__Work instructions__.
Could you return the whole listing, character for character?
==========
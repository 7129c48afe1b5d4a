use std::collections::{HashSet, VecDeque};
use std::sync::Arc;

use async_trait::async_trait;
use sheets_refs::{qualify_branch, InMemoryRefStore, RefStore};
use sheets_store::{
    BlobRef, Commit, InMemoryObjectStore, MutableTree, ObjectKind, ObjectStore, Tree,
};
use sheets_types::ObjectId;
use tracing::{debug, info};

use crate::diff::{content_similarity, diff_blob_maps, encode_raw_diff};
use crate::error::{RepoError, RepoResult};
use crate::pathspec::PathGlob;
use crate::traits::ObjectDatabase;

/// An [`ObjectDatabase`] over an object store and a ref store.
#[derive(Clone)]
pub struct Repository {
    objects: Arc<dyn ObjectStore>,
    refs: Arc<dyn RefStore>,
}

impl Repository {
    pub fn new(objects: Arc<dyn ObjectStore>, refs: Arc<dyn RefStore>) -> Self {
        Self { objects, refs }
    }

    /// A repository whose objects and refs live in memory.
    pub fn in_memory() -> Self {
        Self::new(
            Arc::new(InMemoryObjectStore::new()),
            Arc::new(InMemoryRefStore::new()),
        )
    }

    pub fn objects(&self) -> &Arc<dyn ObjectStore> {
        &self.objects
    }

    pub fn refs(&self) -> &Arc<dyn RefStore> {
        &self.refs
    }

    fn resolve(&self, reference: &str) -> RepoResult<Option<ObjectId>> {
        if ObjectId::looks_like_hex(reference) {
            let id = reference
                .parse::<ObjectId>()
                .map_err(|_| RepoError::InvalidRef(reference.to_string()))?;
            let known = id == Tree::empty_id() || self.objects.exists(&id)?;
            return Ok(known.then_some(id));
        }
        match qualify_branch(reference) {
            Ok(name) => Ok(self.refs.read_ref(&name)?),
            Err(_) => Ok(None),
        }
    }

    fn resolve_required(&self, reference: &str) -> RepoResult<ObjectId> {
        self.resolve(reference)?
            .ok_or_else(|| RepoError::InvalidRef(reference.to_string()))
    }

    /// The root tree named by a commit or tree id.
    fn root_tree(&self, id: ObjectId) -> RepoResult<ObjectId> {
        if id == Tree::empty_id() {
            return Ok(id);
        }
        let object = self.objects.read_required(&id)?;
        match object.kind {
            ObjectKind::Commit => Ok(Commit::from_stored_object(&object)?.tree),
            ObjectKind::Tree => Ok(id),
            ObjectKind::Blob => Err(RepoError::InvalidRef(id.to_hex())),
        }
    }

    fn commit(&self, id: &ObjectId) -> RepoResult<Commit> {
        let object = self.objects.read_required(id)?;
        if object.kind != ObjectKind::Commit {
            return Err(RepoError::NotACommit(*id));
        }
        Ok(Commit::from_stored_object(&object)?)
    }
}

impl std::fmt::Debug for Repository {
    fn fmt(&self, f: &mut std::fmt::Formatter<'_>) -> std::fmt::Result {
        f.debug_struct("Repository").finish_non_exhaustive()
    }
}

#[async_trait]
impl ObjectDatabase for Repository {
    fn store(&self) -> Arc<dyn ObjectStore> {
        Arc::clone(&self.objects)
    }

    async fn read_blob(&self, id: &ObjectId) -> RepoResult<Vec<u8>> {
        Ok(self.objects.read_blob(id)?)
    }

    async fn write_blob(&self, data: &[u8]) -> RepoResult<BlobRef> {
        Ok(BlobRef::regular(self.objects.write_blob(data)?))
    }

    async fn resolve_ref(&self, reference: &str) -> RepoResult<Option<ObjectId>> {
        self.resolve(reference)
    }

    async fn create_tree_from_ref(&self, reference: &str) -> RepoResult<MutableTree> {
        let root = self.root_tree(self.resolve_required(reference)?)?;
        Ok(MutableTree::from_id(self.store(), root))
    }

    async fn tree_hash(&self, reference: &str, path: &str) -> RepoResult<Option<ObjectId>> {
        let mut current = self.root_tree(self.resolve_required(reference)?)?;
        for segment in sheets_store::tree::split_path(path) {
            let tree = self.objects.read_tree(&current)?;
            match tree.get(segment) {
                Some(entry) if entry.mode.is_tree() => current = entry.object_id,
                _ => return Ok(None),
            }
        }
        Ok(Some(current))
    }

    async fn write_tree(&self, tree: &MutableTree) -> RepoResult<ObjectId> {
        Ok(tree.write()?)
    }

    async fn diff_tree(
        &self,
        src: &ObjectId,
        dst: &ObjectId,
        pattern: &str,
    ) -> RepoResult<Vec<u8>> {
        let old = MutableTree::from_id(self.store(), self.root_tree(*src)?).get_blob_map()?;
        let new = MutableTree::from_id(self.store(), self.root_tree(*dst)?).get_blob_map()?;
        let glob = PathGlob::new(pattern)?;
        let store = self.store();
        let changes = diff_blob_maps(&old, &new, &glob, |src, dst| {
            Ok::<_, RepoError>(content_similarity(
                &store.read_blob(&src.id)?,
                &store.read_blob(&dst.id)?,
            ))
        })?;
        debug!(
            src = %src.short_hex(),
            dst = %dst.short_hex(),
            pattern,
            changes = changes.len(),
            "diffed trees"
        );
        Ok(encode_raw_diff(&changes))
    }

    async fn merge_base_is_ancestor(
        &self,
        ancestor: &ObjectId,
        descendant: &ObjectId,
    ) -> RepoResult<bool> {
        let mut seen = HashSet::new();
        let mut queue = VecDeque::from([*descendant]);
        while let Some(id) = queue.pop_front() {
            if id == *ancestor {
                return Ok(true);
            }
            if seen.insert(id) {
                queue.extend(self.commit(&id)?.parents);
            }
        }
        Ok(false)
    }

    async fn commit_tree(
        &self,
        tree: &ObjectId,
        parents: &[ObjectId],
        message: &str,
    ) -> RepoResult<ObjectId> {
        let commit = Commit {
            tree: *tree,
            parents: parents.to_vec(),
            message: message.to_string(),
            timestamp: chrono::Utc::now().timestamp(),
        };
        let id = self.objects.write_commit(&commit)?;
        info!(
            commit = %id.short_hex(),
            tree = %tree.short_hex(),
            parents = parents.len(),
            "created commit"
        );
        Ok(id)
    }

    async fn update_ref(
        &self,
        reference: &str,
        new: ObjectId,
        expected_old: Option<ObjectId>,
    ) -> RepoResult<()> {
        let name = qualify_branch(reference)?;
        self.refs.update_ref(&name, new, expected_old)?;
        Ok(())
    }

    async fn delete_branch(&self, name: &str) -> RepoResult<bool> {
        let name = qualify_branch(name)?;
        Ok(self.refs.delete_ref(&name)?)
    }
}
==========
__Answer for this exercise__.
repository 7129c48afe1b5d4a
use std::collections::{HashSet, VecDeque};
use std::sync::Arc;

use async_trait::async_trait;
use sheets_refs::{qualify_branch, InMemoryRefStore, RefStore};
use sheets_store::{
    BlobRef, Commit, InMemoryObjectStore, MutableTree, ObjectKind, ObjectStore, Tree,
};
use sheets_types::ObjectId;
use tracing::{debug, info};

use crate::diff::{content_similarity, diff_blob_maps, encode_raw_diff};
use crate::error::{RepoError, RepoResult};
use crate::pathspec::PathGlob;
use crate::traits::ObjectDatabase;

/// An [`ObjectDatabase`] over an object store and a ref store.
#[derive(Clone)]
pub struct Repository {
    objects: Arc<dyn ObjectStore>,
    refs: Arc<dyn RefStore>,
}

impl Repository {
    pub fn new(objects: Arc<dyn ObjectStore>, refs: Arc<dyn RefStore>) -> Self {
        Self { objects, refs }
    }

    /// A repository whose objects and refs live in memory.
    pub fn in_memory() -> Self {
        Self::new(
            Arc::new(InMemoryObjectStore::new()),
            Arc::new(InMemoryRefStore::new()),
        )
    }

    pub fn objects(&self) -> &Arc<dyn ObjectStore> {
        &self.objects
    }

    pub fn refs(&self) -> &Arc<dyn RefStore> {
        &self.refs
    }

    fn resolve(&self, reference: &str) -> RepoResult<Option<ObjectId>> {
        if ObjectId::looks_like_hex(reference) {
            let id = reference
                .parse::<ObjectId>()
                .map_err(|_| RepoError::InvalidRef(reference.to_string()))?;
            let known = id == Tree::empty_id() || self.objects.exists(&id)?;
            return Ok(known.then_some(id));
        }
        match qualify_branch(reference) {
            Ok(name) => Ok(self.refs.read_ref(&name)?),
            Err(_) => Ok(None),
        }
    }

    fn resolve_required(&self, reference: &str) -> RepoResult<ObjectId> {
        self.resolve(reference)?
            .ok_or_else(|| RepoError::InvalidRef(reference.to_string()))
    }

    /// The root tree named by a commit or tree id.
    fn root_tree(&self, id: ObjectId) -> RepoResult<ObjectId> {
        if id == Tree::empty_id() {
            return Ok(id);
        }
        let object = self.objects.read_required(&id)?;
        match object.kind {
            ObjectKind::Commit => Ok(Commit::from_stored_object(&object)?.tree),
            ObjectKind::Tree => Ok(id),
            ObjectKind::Blob => Err(RepoError::InvalidRef(id.to_hex())),
        }
    }

    fn commit(&self, id: &ObjectId) -> RepoResult<Commit> {
        let object = self.objects.read_required(id)?;
        if object.kind != ObjectKind::Commit {
            return Err(RepoError::NotACommit(*id));
        }
        Ok(Commit::from_stored_object(&object)?)
    }
}

impl std::fmt::Debug for Repository {
    fn fmt(&self, f: &mut std::fmt::Formatter<'_>) -> std::fmt::Result {
        f.debug_struct("Repository").finish_non_exhaustive()
    }
}

#[async_trait]
impl ObjectDatabase for Repository {
    fn store(&self) -> Arc<dyn ObjectStore> {
        Arc::clone(&self.objects)
    }

    async fn read_blob(&self, id: &ObjectId) -> RepoResult<Vec<u8>> {
        Ok(self.objects.read_blob(id)?)
    }

    async fn write_blob(&self, data: &[u8]) -> RepoResult<BlobRef> {
        Ok(BlobRef::regular(self.objects.write_blob(data)?))
    }

    async fn resolve_ref(&self, reference: &str) -> RepoResult<Option<ObjectId>> {
        self.resolve(reference)
    }

    async fn create_tree_from_ref(&self, reference: &str) -> RepoResult<MutableTree> {
        let root = self.root_tree(self.resolve_required(reference)?)?;
        Ok(MutableTree::from_id(self.store(), root))
    }

    async fn tree_hash(&self, reference: &str, path: &str) -> RepoResult<Option<ObjectId>> {
        let mut current = self.root_tree(self.resolve_required(reference)?)?;
        for segment in sheets_store::tree::split_path(path) {
            let tree = self.objects.read_tree(&current)?;
            match tree.get(segment) {
                Some(entry) if entry.mode.is_tree() => current = entry.object_id,
                _ => return Ok(None),
            }
        }
        Ok(Some(current))
    }

    async fn write_tree(&self, tree: &MutableTree) -> RepoResult<ObjectId> {
        Ok(tree.write()?)
    }

    async fn diff_tree(
        &self,
        src: &ObjectId,
        dst: &ObjectId,
        pattern: &str,
    ) -> RepoResult<Vec<u8>> {
        let old = MutableTree::from_id(self.store(), self.root_tree(*src)?).get_blob_map()?;
        let new = MutableTree::from_id(self.store(), self.root_tree(*dst)?).get_blob_map()?;
        let glob = PathGlob::new(pattern)?;
        let store = self.store();
        let changes = diff_blob_maps(&old, &new, &glob, |src, dst| {
            Ok::<_, RepoError>(content_similarity(
                &store.read_blob(&src.id)?,
                &store.read_blob(&dst.id)?,
            ))
        })?;
        debug!(
            src = %src.short_hex(),
            dst = %dst.short_hex(),
            pattern,
            changes = changes.len(),
            "diffed trees"
        );
        Ok(encode_raw_diff(&changes))
    }

    async fn merge_base_is_ancestor(
        &self,
        ancestor: &ObjectId,
        descendant: &ObjectId,
    ) -> RepoResult<bool> {
        let mut seen = HashSet::new();
        let mut queue = VecDeque::from([*descendant]);
        while let Some(id) = queue.pop_front() {
            if id == *ancestor {
                return Ok(true);
            }
            if seen.insert(id) {
                queue.extend(self.commit(&id)?.parents);
            }
        }
        Ok(false)
    }

    async fn commit_tree(
        &self,
        tree: &ObjectId,
        parents: &[ObjectId],
        message: &str,
    ) -> RepoResult<ObjectId> {
        let commit = Commit {
            tree: *tree,
            parents: parents.to_vec(),
            message: message.to_string(),
            timestamp: chrono::Utc::now().timestamp(),
        };
        let id = self.objects.write_commit(&commit)?;
        info!(
            commit = %id.short_hex(),
            tree = %tree.short_hex(),
            parents = parents.len(),
            "created commit"
        );
        Ok(id)
    }

    async fn update_ref(
        &self,
        reference: &str,
        new: ObjectId,
        expected_old: Option<ObjectId>,
    ) -> RepoResult<()> {
        let name = qualify_branch(reference)?;
        self.refs.update_ref(&name, new, expected_old)?;
        Ok(())
    }

    async fn delete_branch(&self, name: &str) -> RepoResult<bool> {
        let name = qualify_branch(name)?;
        Ok(self.refs.delete_ref(&name)?)
    }
}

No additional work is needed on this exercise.